She has also had eight years to show us an outstanding record as Secretary of State – running efficient, fraud-free elections, handling COVID’s potential to disrupt the 2020 election, expanding her department’s services and fighting hard for every citizen’s right to vote.

Her office is always coming up with innovations. I just ran across a new one where she tracks the early votes as they come in. Using this new RI Voter Turn-out Tracker, as of August 30, 33 Charlestown voters have voted early at Town Hall. No mail-in ballots for Charlestown has turned up yet.

Nellie has my vote without doubt or question.

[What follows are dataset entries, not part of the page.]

use std::time::Duration;

/// Base URL used when none is given
pub const DEFAULT_BASE_URL: &str = "http://localhost:8000";

/// Connect + read timeout applied to every request
pub const DEFAULT_TIMEOUT: Duration = Duration::from_secs(10);

/// Target of a probe run. Built once, read-only afterwards.
#[derive(Debug, Clone, PartialEq, Eq)]
pub struct ProbeConfig {
    base_url: String,
    token: Option<String>,
    timeout: Duration,
}

impl ProbeConfig {
    /// The base URL is kept verbatim; an unusable one surfaces later as a
    /// transport failure on each request rather than here.
    pub fn new(base_url: impl Into<String>) -> Self {
        Self {
            base_url: base_url.into(),
            token: None,
            timeout: DEFAULT_TIMEOUT,
        }
    }

    /// Bearer credential attached to outgoing requests. Empty strings are ignored.
    pub fn with_token(mut self, token: impl Into<String>) -> Self {
        let token = token.into();
        self.token = (!token.is_empty()).then_some(token);
        self
    }

    pub fn with_timeout(mut self, timeout: Duration) -> Self {
        self.timeout = timeout;
        self
    }

    pub fn base_url(&self) -> &str {
        &self.base_url
    }

    pub fn token(&self) -> Option<&str> {
        self.token.as_deref()
    }

    pub fn timeout(&self) -> Duration {
        self.timeout
    }

    /// True when the base URL uses plain `http`. Unparseable URLs report false.
    pub fn is_plaintext(&self) -> bool {
        reqwest::Url::parse(&self.base_url)
            .map(|url| url.scheme() == "http")
            .unwrap_or(false)
    }
}

impl Default for ProbeConfig {
    fn default() -> Self {
        Self::new(DEFAULT_BASE_URL)
    }
}
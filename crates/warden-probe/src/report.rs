use crate::checks::CheckResult;
use crate::error::{ProbeError, Result};
use std::fmt::Write as _;
use std::path::Path;
use tracing::info;

/// File the CLI writes the report to, relative to the working directory
pub const REPORT_FILE: &str = "security-test-report.md";

/// Read-only summary of a run
#[derive(Debug, Clone, PartialEq, Eq)]
pub struct Report {
    results: Vec<CheckResult>,
}

impl Report {
    pub fn new(results: Vec<CheckResult>) -> Self {
        Self { results }
    }

    pub fn results(&self) -> &[CheckResult] {
        &self.results
    }

    pub fn total(&self) -> usize {
        self.results.len()
    }

    pub fn passed(&self) -> usize {
        self.results.iter().filter(|r| r.passed()).count()
    }

    /// Percentage of checks that passed; 0.0 for an empty run
    pub fn pass_rate(&self) -> f64 {
        if self.results.is_empty() {
            return 0.0;
        }
        self.passed() as f64 / self.total() as f64 * 100.0
    }

    /// Markdown body of the report
    pub fn render(&self) -> String {
        let mut out = String::from("# OWASP Security Test Report\n\n");

        // Writing into a String cannot fail
        let _ = writeln!(out, "## Summary");
        let _ = writeln!(out, "- Tests Passed: {}/{}", self.passed(), self.total());
        let _ = writeln!(out, "- Pass Rate: {:.1}%\n", self.pass_rate());

        out.push_str("## Detailed Results\n\n");
        for result in &self.results {
            let status = if result.passed() {
                "✓ PASSED"
            } else {
                "✗ FAILED"
            };
            let _ = writeln!(out, "### {}: {}", result.name(), status);
            if !result.issues().is_empty() {
                out.push_str("Issues:\n");
                for issue in result.issues() {
                    let _ = writeln!(out, "- {}", issue);
                }
            }
            out.push('\n');
        }

        out
    }

    /// JSON form for programmatic consumers
    pub fn to_json(&self) -> serde_json::Value {
        serde_json::json!({
            "total": self.total(),
            "passed": self.passed(),
            "pass_rate": self.pass_rate(),
            "results": self.results,
        })
    }

    /// Write the rendered report to `path`
    pub fn write_to(&self, path: impl AsRef<Path>) -> Result<()> {
        let path = path.as_ref();
        std::fs::write(path, self.render())
            .map_err(|e| ProbeError::report_write(path.display().to_string(), e.to_string()))?;
        info!("Report saved to {}", path.display());
        Ok(())
    }
}

impl std::fmt::Display for Report {
    fn fmt(&self, f: &mut std::fmt::Formatter<'_>) -> std::fmt::Result {
        f.write_str(&self.render())
    }
}
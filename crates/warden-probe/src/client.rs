use crate::config::ProbeConfig;
use crate::error::{ProbeError, Result};
use crate::http::HttpTransport;
use crate::traits::Transport;
use crate::types::{OutgoingRequest, ProbeRequest, ProbeResponse};
use reqwest::header::{HeaderValue, AUTHORIZATION};
use reqwest::Url;
use std::sync::Arc;
use tracing::warn;

/// Request primitive shared by every check
///
/// Resolves paths against the configured base URL, attaches the bearer
/// credential and hands the request to the transport. A request that never
/// gets an HTTP response comes back as `None`; checks treat that as
/// inconclusive.
pub struct ProbeClient {
    config: ProbeConfig,
    transport: Arc<dyn Transport>,
}

impl ProbeClient {
    pub fn new(config: ProbeConfig, transport: Arc<dyn Transport>) -> Self {
        Self { config, transport }
    }

    /// Client backed by a real HTTP transport using the configured timeout
    pub fn http(config: ProbeConfig) -> Result<Self> {
        let transport = HttpTransport::new(config.timeout())?;
        Ok(Self::new(config, Arc::new(transport)))
    }

    pub fn config(&self) -> &ProbeConfig {
        &self.config
    }

    /// Send a request, logging and swallowing transport failures
    pub async fn send(&self, request: ProbeRequest) -> Option<ProbeResponse> {
        let method = request.method;
        let path = request.path.clone();

        let outgoing = match self.prepare(request) {
            Ok(outgoing) => outgoing,
            Err(e) => {
                warn!("Request {} {} not sent: {}", method, path, e);
                return None;
            }
        };

        match self.transport.send(&outgoing).await {
            Ok(resp) => Some(resp),
            Err(e) => {
                warn!("Request failed: {}", e);
                None
            }
        }
    }

    /// Resolve a check's request into what goes on the wire
    pub fn prepare(&self, request: ProbeRequest) -> Result<OutgoingRequest> {
        let mut url = self.resolve(&request.path)?;
        if !request.query.is_empty() {
            url.query_pairs_mut().extend_pairs(request.query.iter());
        }

        let mut headers = request.headers;
        if let Some(token) = self.config.token() {
            if !request.anonymous && !headers.contains_key(AUTHORIZATION) {
                let value = HeaderValue::from_str(&format!("Bearer {}", token)).map_err(|e| {
                    ProbeError::transport(
                        request.method.as_str(),
                        url.as_str(),
                        format!("invalid bearer credential: {}", e),
                    )
                })?;
                headers.insert(AUTHORIZATION, value);
            }
        }

        Ok(OutgoingRequest {
            method: request.method,
            url,
            headers,
            body: request.body,
        })
    }

    fn resolve(&self, path: &str) -> Result<Url> {
        let base_url = self.config.base_url();
        Url::parse(base_url)
            .and_then(|base| base.join(path))
            .map_err(|e| ProbeError::invalid_url(base_url, path, e.to_string()))
    }
}

#[cfg(test)]
mod tests {
    use super::*;
    use crate::mock::{MockReply, MockTransport};
    use crate::types::HttpMethod;
    use reqwest::header::HeaderMap;

    fn mock_client(config: ProbeConfig) -> (ProbeClient, Arc<MockTransport>) {
        let mock = Arc::new(MockTransport::not_found());
        (ProbeClient::new(config, mock.clone()), mock)
    }

    #[test]
    fn test_resolve_joins_absolute_paths() {
        let (client, _) = mock_client(ProbeConfig::new("http://localhost:8000/v1/"));
        let req = client.prepare(ProbeRequest::get("/health")).unwrap();
        assert_eq!(req.url.as_str(), "http://localhost:8000/health");

        let req = client.prepare(ProbeRequest::get("health")).unwrap();
        assert_eq!(req.url.as_str(), "http://localhost:8000/v1/health");
    }

    #[test]
    fn test_query_is_encoded() {
        let (client, _) = mock_client(ProbeConfig::new("http://localhost:8000"));
        let req = client
            .prepare(ProbeRequest::get("/api/services").query("search", "' OR '1'='1"))
            .unwrap();
        assert_eq!(req.url.path(), "/api/services");
        assert_eq!(req.query_param("search").as_deref(), Some("' OR '1'='1"));
    }

    #[test]
    fn test_bearer_attached_when_configured() {
        let (client, _) = mock_client(ProbeConfig::new("http://localhost:8000").with_token("t0k"));
        let req = client.prepare(ProbeRequest::get("/health")).unwrap();
        assert_eq!(req.headers.get(AUTHORIZATION).unwrap(), "Bearer t0k");

        let (client, _) = mock_client(ProbeConfig::new("http://localhost:8000"));
        let req = client.prepare(ProbeRequest::get("/health")).unwrap();
        assert!(req.headers.get(AUTHORIZATION).is_none());
    }

    #[test]
    fn test_caller_authorization_not_overwritten() {
        let (client, _) = mock_client(ProbeConfig::new("http://localhost:8000").with_token("t0k"));
        let req = client
            .prepare(
                ProbeRequest::get("/health")
                    .header(AUTHORIZATION, HeaderValue::from_static("Basic Zm9vOmJhcg==")),
            )
            .unwrap();
        assert_eq!(req.headers.get(AUTHORIZATION).unwrap(), "Basic Zm9vOmJhcg==");
    }

    #[test]
    fn test_anonymous_request_has_no_credential() {
        let (client, _) = mock_client(ProbeConfig::new("http://localhost:8000").with_token("t0k"));
        let req = client
            .prepare(ProbeRequest::get("/api/admin/users").anonymous())
            .unwrap();
        assert!(req.headers.get(AUTHORIZATION).is_none());
    }

    #[tokio::test]
    async fn test_invalid_base_url_is_no_response() {
        let (client, mock) = mock_client(ProbeConfig::new("not a url"));
        assert!(client.send(ProbeRequest::get("/health")).await.is_none());
        // Nothing reached the transport
        assert!(mock.requests().await.is_empty());
    }

    #[tokio::test]
    async fn test_transport_failure_is_no_response() {
        let mock = Arc::new(MockTransport::unreachable());
        let client = ProbeClient::new(ProbeConfig::new("http://localhost:8000"), mock.clone());
        assert!(client.send(ProbeRequest::get("/health")).await.is_none());
        assert_eq!(mock.requests().await.len(), 1);
    }

    #[tokio::test]
    async fn test_error_status_is_a_response() {
        let (client, mock) = mock_client(ProbeConfig::new("http://localhost:8000"));
        mock.route(HttpMethod::Get, "/health", MockReply::status(503))
            .await;
        let resp = client.send(ProbeRequest::get("/health")).await.unwrap();
        assert_eq!(resp.status, 503);
        assert_eq!(resp.headers, HeaderMap::new());
    }
}
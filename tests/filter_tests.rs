//! Integration tests for the persisted filter category

use predicates::prelude::*;
use std::fs;
use tempfile::TempDir;

mod common;
use common::{motto_cmd, motto_cmd_in};

fn init_store() -> TempDir {
    let temp = TempDir::new().unwrap();
    motto_cmd().arg("init").arg(temp.path()).assert().success();
    temp
}

#[test]
fn test_filter_defaults_to_all() {
    let temp = init_store();

    motto_cmd_in(temp.path())
        .arg("filter")
        .assert()
        .success()
        .stdout(predicate::str::contains("all"));
}

#[test]
fn test_filter_set_persists() {
    let temp = init_store();

    motto_cmd_in(temp.path())
        .args(["filter", "Success"])
        .assert()
        .success()
        .stdout(predicate::str::contains("Filter set to 'Success'"));

    let content = fs::read_to_string(temp.path().join(".motto/config.toml")).unwrap();
    assert!(content.contains("selected_category = \"Success\""));

    motto_cmd_in(temp.path())
        .arg("filter")
        .assert()
        .success()
        .stdout(predicate::str::contains("Success"));
}

#[test]
fn test_filter_unknown_category_warns() {
    let temp = init_store();

    motto_cmd_in(temp.path())
        .args(["filter", "Zen"])
        .assert()
        .success()
        .stdout(predicate::str::contains("no stored quotes in category 'Zen'"));
}

#[test]
fn test_filter_known_category_no_warning() {
    let temp = init_store();

    motto_cmd_in(temp.path())
        .args(["filter", "Life"])
        .assert()
        .success()
        .stdout(predicate::str::contains("no stored quotes").not());
}

#[test]
fn test_filter_clear_resets() {
    let temp = init_store();

    motto_cmd_in(temp.path())
        .args(["filter", "Success"])
        .assert()
        .success();

    motto_cmd_in(temp.path())
        .args(["filter", "--clear"])
        .assert()
        .success()
        .stdout(predicate::str::contains("Filter cleared"));

    motto_cmd_in(temp.path())
        .arg("filter")
        .assert()
        .success()
        .stdout(predicate::str::contains("all"));
}

#[test]
fn test_filter_all_sentinel_clears() {
    let temp = init_store();

    motto_cmd_in(temp.path())
        .args(["filter", "Success"])
        .assert()
        .success();

    motto_cmd_in(temp.path())
        .args(["filter", "all"])
        .assert()
        .success();

    let content = fs::read_to_string(temp.path().join(".motto/config.toml")).unwrap();
    assert!(content.contains("selected_category = \"all\""));
}

#[test]
fn test_malformed_prefs_heal_silently() {
    let temp = init_store();
    fs::write(temp.path().join(".motto/config.toml"), "broken = [").unwrap();

    motto_cmd_in(temp.path())
        .arg("filter")
        .assert()
        .success()
        .stdout(predicate::str::contains("all"));
}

Behind McKee and Nellie, there are three also-rans.

Helena Foulkes is the only one to break into double digits in the polls, largely based on her ability to use her considerable fortune to buy a lot of advertising. Her downside is that she takes the blame whenever CVS gets negative headlines, such as the recent court award of millions in damages against CVS for its role in pushing opiate drugs and contributing to our national overdose epidemic.

I saw her when she met with the Charlestown Democratic Town Committee and found her to be a knowledgeable and likeable person. I don’t see her as Governor, but I do hope she stays in Rhode Island politics. Her main hope of winning lies in Nellie and McKee attacking each other so badly that voters turn to her instead.

Behind her is the enigmatic Matt Brown, leader of the Rhode Island Political Coop. I think of Brown as an anti-Democrat, as his driving motivation seems to be the belief that Rhode Island’s entire political structure is corrupt and needs to be torn down completely and replaced by him and his followers.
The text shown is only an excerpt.